*Source records*.
#####

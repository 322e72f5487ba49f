pub mod auth;
pub mod credentials;
pub mod demo;
pub mod metrics;
pub mod orders;

use std::sync::Arc;
use std::time::Instant;

use axum::{
    http::StatusCode,
    response::{IntoResponse, Response},
    Json,
};
use serde::Serialize;

use crate::client::ApiError;
use crate::AppState;

// ─── Shared response envelope ────────────────────────────────────

/// Every proxied response is wrapped with upstream call metadata so the
/// console can show per-request latency without parsing headers.
#[derive(Debug, Clone, Serialize)]
pub struct ProxiedResponse<T: Serialize> {
    pub data: T,
    pub upstream: UpstreamCall,
}

/// Which remote route was called and how long the round-trip took.
#[derive(Debug, Clone, Serialize)]
pub struct UpstreamCall {
    pub endpoint: &'static str,
    pub elapsed_ms: f64,
}

impl UpstreamCall {
    pub fn timed(endpoint: &'static str, started: Instant) -> Self {
        Self {
            endpoint,
            elapsed_ms: started.elapsed().as_secs_f64() * 1000.0,
        }
    }
}

// ─── Unified error type ──────────────────────────────────────────

#[derive(Debug)]
pub enum AppError {
    /// The remote API rejected the call; its status is passed through.
    Upstream { status: u16, message: String },
    Network(String),
    NotLoggedIn,
    /// Nothing fetched yet — derived views have no snapshot to read.
    NoData,
    BadRequest(String),
    Internal(String),
}

impl From<ApiError> for AppError {
    fn from(err: ApiError) -> Self {
        match err {
            ApiError::Network(msg) => Self::Network(msg),
            ApiError::Upstream { status, message, code } => Self::Upstream {
                status,
                message: match code {
                    Some(code) => format!("{message} ({code})"),
                    None => message,
                },
            },
            ApiError::Decode(msg) => Self::Internal(format!("bad upstream body: {msg}")),
        }
    }
}

impl IntoResponse for AppError {
    fn into_response(self) -> Response {
        let (status, message) = match self {
            Self::Upstream { status, message } => (
                StatusCode::from_u16(status).unwrap_or(StatusCode::BAD_GATEWAY),
                message,
            ),
            Self::Network(msg) => {
                (StatusCode::BAD_GATEWAY, format!("upstream unreachable: {msg}"))
            }
            Self::NotLoggedIn => {
                (StatusCode::UNAUTHORIZED, "no active session — log in first".into())
            }
            Self::NoData => (
                StatusCode::NOT_FOUND,
                "no metrics snapshot — fetch metrics or load demo data first".into(),
            ),
            Self::BadRequest(msg) => (StatusCode::BAD_REQUEST, msg),
            Self::Internal(msg) => (StatusCode::INTERNAL_SERVER_ERROR, msg),
        };

        let body = serde_json::json!({
            "error":  message,
            "status": status.as_u16(),
        });

        (status, Json(body)).into_response()
    }
}

// ─── Helpers ─────────────────────────────────────────────────────

/// Bearer token of the active session, or a 401.
pub fn require_token(state: &Arc<AppState>) -> Result<String, AppError> {
    state.auth.token().ok_or(AppError::NotLoggedIn)
}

#####

*About this exercise*. Your response should be the lines of the entries above that include the string "NotLoggedIn".

*Answer box*.
    NotLoggedIn,
            Self::NotLoggedIn => {
    state.auth.token().ok_or(AppError::NotLoggedIn)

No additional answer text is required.